Author explores forced relocation of mountain families in ’30s
The Shenandoah National Park is breathtaking with its wide vistas and rolling scenery that comes to life in an instant for the millions of visitors who take in our natural wonder every year. But there’s another side to the story of the park that is overlooked even by locals who probably don’t know how the park came into being. Think at the point of a bayonet.
“The questions resonate still today. Progress – is it good? Was it good to relocate all those people, some who did not want to go, and some who weren’t sure?” said Duane Hahn, the author of Shenandoah Moon, a work of historical fiction that examines the forced relocation of thousands of Blue Ridge Mountains residents in the 1930s to allow for the development of the Shenandoah National Park and Skyline Drive.
Hahn will be at the Waynesboro Public Library Friday at 7 p.m. to sign copies of the book. The event will take place in Room A downstairs and is open to the public.
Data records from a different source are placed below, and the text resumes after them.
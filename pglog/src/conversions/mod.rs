mod column;
mod text;

pub use column::*;
pub use text::*;
//! Postgres primitives shared by the log writer: identifier escaping and the
//! text-format parameter type used for binary-safe inserts.

pub mod escape;
pub mod types;
use std::error;

use bytes::BytesMut;
use tokio_postgres::types::{Format, IsNull, ToSql, Type, to_sql_checked};

/// A statement parameter sent to the server in text format.
///
/// The bytes are forwarded untouched together with their explicit length, so
/// embedded nul bytes and other special characters survive. `None` binds SQL `NULL`.
/// The server parses the text according to the parameter type it inferred when
/// the statement was prepared, which is why every type is accepted here.
#[derive(Debug, Clone, Copy, PartialEq, Eq)]
pub struct TextParam<'a>(Option<&'a [u8]>);

impl<'a> TextParam<'a> {
    /// Returns the bytes of the parameter, `None` for `NULL`.
    pub fn as_bytes(&self) -> Option<&'a [u8]> {
        self.0
    }
}

impl<'a> From<Option<&'a [u8]>> for TextParam<'a> {
    fn from(value: Option<&'a [u8]>) -> Self {
        Self(value)
    }
}

impl ToSql for TextParam<'_> {
    fn to_sql(
        &self,
        _ty: &Type,
        out: &mut BytesMut,
    ) -> Result<IsNull, Box<dyn error::Error + Sync + Send>> {
        match self.0 {
            Some(bytes) => {
                out.extend_from_slice(bytes);
                Ok(IsNull::No)
            }
            None => Ok(IsNull::Yes),
        }
    }

    fn accepts(_ty: &Type) -> bool {
        true
    }

    fn encode_format(&self, _ty: &Type) -> Format {
        Format::Text
    }

    to_sql_checked!();
}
The work on the book coincided with the work on a play that had Hahn and local authors Elizabeth Massie and Barbara Spilman Lawson teaming up to explore the subject that is so little talked about here locally that Hahn, a Staunton native, didn’t know really anything about the topic when it was suggested to him that the park story would make a good story to tell. “It didn’t excite me, because I thought, Well, I was born in Staunton and have been here my entire life, went to school here, graduated from here, came back here and taught for all those years here, and I thought, it’s just a park. I really didn’t understand or have any idea of the history, because we weren’t taught anything about it in school,” Hahn said.
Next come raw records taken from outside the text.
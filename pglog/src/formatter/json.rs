use serde_json::{Map, Number, Value as JsonValue};

use crate::error::{ErrorKind, PgLogResult};
use crate::formatter::push_escaped;
use crate::pglog_error;
use crate::types::{Field, Payload, TypeTag, Value};

/// Serializes a record into a JSON object keyed by field name, in field order.
///
/// Absent fields are left out of the object.
pub fn record_to_json(fields: &[Field], values: &[Value]) -> PgLogResult<JsonValue> {
    let mut map = Map::with_capacity(fields.len());
    for (field, value) in fields.iter().zip(values.iter()) {
        if !value.present {
            continue;
        }

        map.insert(field.name.clone(), value_to_json(value)?);
    }

    Ok(JsonValue::Object(map))
}

/// Serializes a record into the bytes of a JSON object, see [`record_to_json`].
pub fn format_json(fields: &[Field], values: &[Value]) -> PgLogResult<Vec<u8>> {
    let object = record_to_json(fields, values)?;
    Ok(serde_json::to_vec(&object)?)
}

/// Converts a [`Value`] to its JSON representation.
///
/// Special cases:
/// - absent values (container elements only) → `null`
/// - non-finite doubles → string (`"NaN"`, `"Infinity"`, `"-Infinity"`)
/// - bytes that are not valid UTF-8 → `\xNN` inside the string
fn value_to_json(value: &Value) -> PgLogResult<JsonValue> {
    if !value.present {
        return Ok(JsonValue::Null);
    }

    let json = match (value.type_tag, &value.payload) {
        (TypeTag::Bool, Payload::Bool(b)) => JsonValue::Bool(*b),
        (TypeTag::Int, Payload::Int(i)) => JsonValue::Number((*i).into()),
        (TypeTag::Count | TypeTag::Counter, Payload::Count(c)) => JsonValue::Number((*c).into()),
        (TypeTag::Port, Payload::Port(port)) => JsonValue::Number(port.number.into()),
        (TypeTag::Time | TypeTag::Interval | TypeTag::Double, Payload::Double(d)) => {
            f64_to_json(*d)
        }
        (TypeTag::Addr, Payload::Addr(addr)) => JsonValue::String(addr.to_string()),
        (TypeTag::Subnet, Payload::Subnet(subnet)) => JsonValue::String(subnet.to_string()),
        (
            TypeTag::Enum | TypeTag::String | TypeTag::File | TypeTag::Func,
            Payload::String(bytes),
        ) => {
            let mut text = String::with_capacity(bytes.len());
            push_escaped(bytes, &mut text, |_| false);
            JsonValue::String(text)
        }
        (TypeTag::Table | TypeTag::Vector, Payload::Sequence(elements)) => JsonValue::Array(
            elements
                .iter()
                .map(value_to_json)
                .collect::<PgLogResult<Vec<_>>>()?,
        ),
        (type_tag, payload) => {
            return Err(pglog_error!(
                ErrorKind::ConversionError,
                "Value cannot be formatted as JSON",
                format!("{type_tag} value carries {payload:?}")
            ));
        }
    };

    Ok(json)
}

fn f64_to_json(v: f64) -> JsonValue {
    if v.is_nan() {
        JsonValue::String("NaN".into())
    } else if v == f64::INFINITY {
        JsonValue::String("Infinity".into())
    } else if v == f64::NEG_INFINITY {
        JsonValue::String("-Infinity".into())
    } else {
        Number::from_f64(v)
            .map(JsonValue::Number)
            .unwrap_or(JsonValue::Null)
    }
}

#[cfg(test)]
mod tests {
    use std::net::{IpAddr, Ipv4Addr};

    use serde_json::json;

    use super::*;
    use crate::types::TransportProto;

    fn conn_fields() -> Vec<Field> {
        vec![
            Field::new("ts", TypeTag::Time),
            Field::new("uid", TypeTag::String),
            Field::new("id.orig_h", TypeTag::Addr),
            Field::new("id.orig_p", TypeTag::Port),
            Field::new("local_orig", TypeTag::Bool),
            Field::container("tunnel_parents", TypeTag::Table, TypeTag::String),
        ]
    }

    #[test]
    fn record_serializes_in_field_order() {
        let values = vec![
            Value::time(1.5),
            Value::string("CHhAvVGS1DHFjwGM9"),
            Value::addr(IpAddr::V4(Ipv4Addr::new(10, 0, 0, 1))),
            Value::port(80, TransportProto::Tcp),
            Value::bool(false),
            Value::set(vec![Value::string("a")]),
        ];

        let bytes = format_json(&conn_fields(), &values).unwrap();
        assert_eq!(
            String::from_utf8(bytes).unwrap(),
            r#"{"ts":1.5,"uid":"CHhAvVGS1DHFjwGM9","id.orig_h":"10.0.0.1","id.orig_p":80,"local_orig":false,"tunnel_parents":["a"]}"#
        );
    }

    #[test]
    fn absent_fields_are_omitted() {
        let values = vec![
            Value::time(2.0),
            Value::absent(TypeTag::String),
            Value::absent(TypeTag::Addr),
            Value::absent(TypeTag::Port),
            Value::absent(TypeTag::Bool),
            Value::set(vec![]),
        ];

        let json = record_to_json(&conn_fields(), &values).unwrap();
        assert_eq!(json, json!({"ts": 2.0, "tunnel_parents": []}));
    }

    #[test]
    fn special_values() {
        let fields = vec![
            Field::new("nan", TypeTag::Double),
            Field::new("inf", TypeTag::Interval),
            Field::new("raw", TypeTag::String),
            Field::container("counts", TypeTag::Vector, TypeTag::Count),
        ];
        let values = vec![
            Value::double(f64::NAN),
            Value::interval(f64::NEG_INFINITY),
            Value::string(b"\xffok".to_vec()),
            Value::vector(vec![Value::count(1), Value::absent(TypeTag::Count)]),
        ];

        let json = record_to_json(&fields, &values).unwrap();
        assert_eq!(
            json,
            json!({"nan": "NaN", "inf": "-Infinity", "raw": "\\xffok", "counts": [1, null]})
        );
    }

    #[test]
    fn mismatched_payload_is_rejected() {
        let fields = vec![Field::new("n", TypeTag::Count)];
        let values = vec![Value::new(TypeTag::Count, Payload::Int(-1))];

        let err = format_json(&fields, &values).unwrap_err();
        assert_eq!(err.kind(), ErrorKind::ConversionError);
    }
}
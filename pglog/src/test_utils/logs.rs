use std::collections::BTreeMap;
use std::fmt;
use std::sync::{Arc, Mutex, PoisonError};

use tracing::field::{Field, Visit};
use tracing::subscriber::DefaultGuard;
use tracing::{Event, Level, Subscriber};
use tracing_subscriber::layer::{Context, Layer};
use tracing_subscriber::prelude::*;

/// One event recorded by [`LogCapture`].
#[derive(Debug, Clone, PartialEq, Eq)]
pub struct LoggedEvent {
    pub level: Level,
    pub message: String,
    pub fields: BTreeMap<String, String>,
}

impl LoggedEvent {
    /// Returns the recorded value of `name`, rendered as text.
    pub fn field(&self, name: &str) -> Option<&str> {
        self.fields.get(name).map(String::as_str)
    }
}

/// Layer keeping every event it sees, for asserting on what a writer logged.
///
/// Clones share the recorded events.
#[derive(Debug, Clone, Default)]
pub struct LogCapture {
    events: Arc<Mutex<Vec<LoggedEvent>>>,
}

impl LogCapture {
    pub fn new() -> Self {
        Self::default()
    }

    /// Makes the capture the subscriber of the current thread until the guard is dropped.
    ///
    /// Only events emitted on this thread are seen, so tests using it run on a current
    /// thread runtime.
    pub fn install(&self) -> DefaultGuard {
        tracing::subscriber::set_default(tracing_subscriber::registry().with(self.clone()))
    }

    pub fn events(&self) -> Vec<LoggedEvent> {
        self.events
            .lock()
            .unwrap_or_else(PoisonError::into_inner)
            .clone()
    }

    /// Returns the events logged at `ERROR` level.
    pub fn errors(&self) -> Vec<LoggedEvent> {
        self.events()
            .into_iter()
            .filter(|event| event.level == Level::ERROR)
            .collect()
    }
}

impl<S: Subscriber> Layer<S> for LogCapture {
    fn on_event(&self, event: &Event<'_>, _ctx: Context<'_, S>) {
        let mut visitor = FieldRecorder::default();
        event.record(&mut visitor);

        self.events
            .lock()
            .unwrap_or_else(PoisonError::into_inner)
            .push(LoggedEvent {
                level: *event.metadata().level(),
                message: visitor.message,
                fields: visitor.fields,
            });
    }
}

#[derive(Default)]
struct FieldRecorder {
    message: String,
    fields: BTreeMap<String, String>,
}

impl FieldRecorder {
    fn insert(&mut self, field: &Field, value: String) {
        if field.name() == "message" {
            self.message = value;
        } else {
            self.fields.insert(field.name().to_string(), value);
        }
    }
}

impl Visit for FieldRecorder {
    fn record_str(&mut self, field: &Field, value: &str) {
        self.insert(field, value.to_string());
    }

    fn record_debug(&mut self, field: &Field, value: &dyn fmt::Debug) {
        self.insert(field, format!("{value:?}"));
    }
}
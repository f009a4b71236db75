use std::future::Future;

use config::shared::WriterConfig;
use postgres::escape::escape_identifier;
use postgres::types::TextParam;
use tokio_postgres::config::Host;
use tokio_postgres::tls::MakeTlsConnect;
use tokio_postgres::types::ToSql;
use tokio_postgres::{Client, Connection, NoTls, Socket, Statement};
use tracing::{Instrument, debug, error, info};

use crate::conversions::EncodedParam;
use crate::error::PgLogResult;

/// Opens database connections for log streams.
pub trait PgConnector: Send + Sync {
    /// Connection handed out by this connector.
    type Connection: PgConnection;

    /// Opens a new connection described by `config`.
    fn connect(
        &self,
        config: &WriterConfig,
    ) -> impl Future<Output = PgLogResult<Self::Connection>> + Send;
}

/// A connection exclusively owned by one log stream.
///
/// The connection is released when the value is dropped.
pub trait PgConnection: Send + Sync {
    /// Server side handle of a prepared statement.
    type Statement: Send + Sync;

    /// Escapes an identifier for embedding in statement text.
    fn escape_identifier(&self, identifier: &str) -> PgLogResult<String> {
        Ok(escape_identifier(identifier)?)
    }

    /// Executes one or more statements that take no parameters.
    fn batch_execute(&self, query: &str) -> impl Future<Output = PgLogResult<()>> + Send;

    /// Prepares `query` on the server.
    fn prepare(&self, query: &str) -> impl Future<Output = PgLogResult<Self::Statement>> + Send;

    /// Executes a prepared statement with text format parameters, returning the affected rows.
    fn execute(
        &self,
        statement: &Self::Statement,
        params: &[EncodedParam],
    ) -> impl Future<Output = PgLogResult<u64>> + Send;
}

/// Spawns the task driving `connection` in the background.
fn spawn_postgres_connection<T>(connection: Connection<Socket, T::Stream>)
where
    T: MakeTlsConnect<Socket>,
    T::Stream: Send + 'static,
{
    let span = tracing::Span::current();
    let task = async move {
        match connection.await {
            Err(err) => error!(%err, "postgres connection failed"),
            Ok(()) => debug!("postgres connection closed"),
        }
    }
    .instrument(span);

    // The task ends by itself once the owning `Client` is dropped.
    tokio::spawn(task);
}

/// Connector backed by `tokio-postgres`.
#[derive(Debug, Clone, Copy, Default)]
pub struct TokioPgConnector;

impl PgConnector for TokioPgConnector {
    type Connection = TokioPgConnection;

    async fn connect(&self, config: &WriterConfig) -> PgLogResult<TokioPgConnection> {
        let options = config.connect_options()?;

        let hosts = options
            .get_hosts()
            .iter()
            .map(|host| match host {
                Host::Tcp(name) => name.clone(),
                #[cfg(unix)]
                Host::Unix(path) => path.display().to_string(),
            })
            .chain(options.get_hostaddrs().iter().map(ToString::to_string))
            .collect::<Vec<_>>()
            .join(",");
        let dbname = options.get_dbname().unwrap_or_default().to_string();

        let (client, connection) = options.connect(NoTls).await?;
        spawn_postgres_connection::<NoTls>(connection);

        info!(%hosts, %dbname, "connected to postgres");

        Ok(TokioPgConnection { client })
    }
}

/// A `tokio-postgres` client owned by one stream.
#[derive(Debug)]
pub struct TokioPgConnection {
    client: Client,
}

impl PgConnection for TokioPgConnection {
    type Statement = Statement;

    async fn batch_execute(&self, query: &str) -> PgLogResult<()> {
        self.client.batch_execute(query).await?;
        Ok(())
    }

    async fn prepare(&self, query: &str) -> PgLogResult<Statement> {
        Ok(self.client.prepare(query).await?)
    }

    async fn execute(&self, statement: &Statement, params: &[EncodedParam]) -> PgLogResult<u64> {
        let params = params
            .iter()
            .map(EncodedParam::as_text_param)
            .collect::<Vec<TextParam<'_>>>();
        let refs = params
            .iter()
            .map(|param| param as &(dyn ToSql + Sync))
            .collect::<Vec<_>>();

        Ok(self.client.execute(statement, &refs).await?)
    }
}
The times were similar in many respects to what we’re seeing today. The backdrop to the telling in Shenandoah Moon is the Great Depression, which was forcing policymakers in Richmond and Washington to think creatively to try to get the economy moving again. The idea to create a national park in the Blue Ridge had been on the table since the 1920s, and things to that end got a jumpstart with the internal-improvements initiatives of Franklin D. Roosevelt in his New Deal.
Laws were passed in Virginia and in Congress that mandated the forced selling of mountain acreage to the state government for later donation to the federal government to allow for the development of the national park, igniting a controversy that lives to this day among descendants of the families that have to give up their homesteads for pennies on the dollar.
“All of that – is progress good? The park today, hundreds of thousands of people enjoy it. But there are people today who are still very angry about their land being taken. Cemeteries are still up there still. Is progress good, bad? Those questions are still being asked,” Hahn said.
That’s a key point made in Shenandoah Moon – along with personalizing the story by giving the story a human face.
“I think it’s just an awareness thing, an awareness of your own history that you didn’t know about,” Hahn said. “It’s part of my growing up. I played in those mountains and everything, and I didn’t know that at one time they were mostly agricultural. Every now and then being there running around with my brothers and sisters as kids, you’d wonder into some area, and you’d think, How did that flower get here? Way out here? And I never thought about it. But when I did all this research, that’s how that happened. That was somebody’s life here,” Hahn said.